Expected output is a TSV file:
sequencing_centre run_id experiment_id sample_id flowcell_id run_time pore_count barcode_count passes_filtering barcode_arrangement yield read_count min_length max_length mean_length median_length std_length
NOTTS d00b486adc2ea7266fc2d4549d293d6fb22638f1 CV CV094_24_M1 FAN43036 17069.68 1345 25 False barcode05 189458 358 254 926 529.2122905027933 500.5 95.17517191957664
NOTTS d00b486adc2ea7266fc2d4549d293d6fb22638f1 CV CV094_24_M1 FAN43036 17069.68 1345 25 False barcode06 230839 448 225 1555 515.265625 502.0 87.33024300710545
...
NOTTS d00b486adc2ea7266fc2d4549d293d6fb22638f1 CV CV094_24_M1 FAN43036 17069.68 1345 25 True barcode05 42963045 83875 164 1870 512.2270640834575 507.0 57.61899716876888
NOTTS d00b486adc2ea7266fc2d4549d293d6fb22638f1 CV CV094_24_M1 FAN43036 17069.68 1345 25 True barcode06 50445170 98387 187 1666 512.7219043166272 509.0 47.506330979971004
...
The file contains one row per barcode pass/fail dataset. So a run with 96 barcodes will generate 194 rows.
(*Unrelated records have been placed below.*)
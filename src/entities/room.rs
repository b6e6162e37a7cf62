//! Room entity - A shared living space whose members record debts between each other.
//!
//! Rooms are joined with a six-character invite code and can only be deleted by their creator.

use sea_orm::entity::prelude::*;
use serde::{Deserialize, Serialize};

/// Room database model
#[derive(Clone, Debug, PartialEq, Eq, DeriveEntityModel, Serialize, Deserialize)]
#[sea_orm(table_name = "rooms")]
pub struct Model {
    /// UUID of the room
    #[sea_orm(primary_key, auto_increment = false)]
    pub id: String,
    /// Display name (e.g., "Apt 4B")
    pub name: String,
    /// Free-text description, may be empty
    pub description: String,
    /// Upper-case invite code shared with new members
    #[sea_orm(unique)]
    pub invite_code: String,
    /// Profile id of the creator
    pub created_by: String,
    /// When the room was created
    pub created_at: DateTimeUtc,
}

/// Defines relationships between Room and other entities
#[derive(Copy, Clone, Debug, EnumIter, DeriveRelation)]
pub enum Relation {
    /// One room has many memberships
    #[sea_orm(has_many = "super::room_member::Entity")]
    Members,
    /// One room has many transactions
    #[sea_orm(has_many = "super::transaction::Entity")]
    Transactions,
}

impl Related<super::room_member::Entity> for Entity {
    fn to() -> RelationDef {
        Relation::Members.def()
    }
}

impl Related<super::transaction::Entity> for Entity {
    fn to() -> RelationDef {
        Relation::Transactions.def()
    }
}

impl ActiveModelBehavior for ActiveModel {}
These data will be used to analyse yield and performance of various ARTIC protocols. The script anticipates sequencing summary files from MinKNOW/Guppy running with barcoding enabled. It will skip any files that do not contain barcoded data.
Once you have collated the data from your centre, please either send the data to Matt Loose or upload to the shared google doc.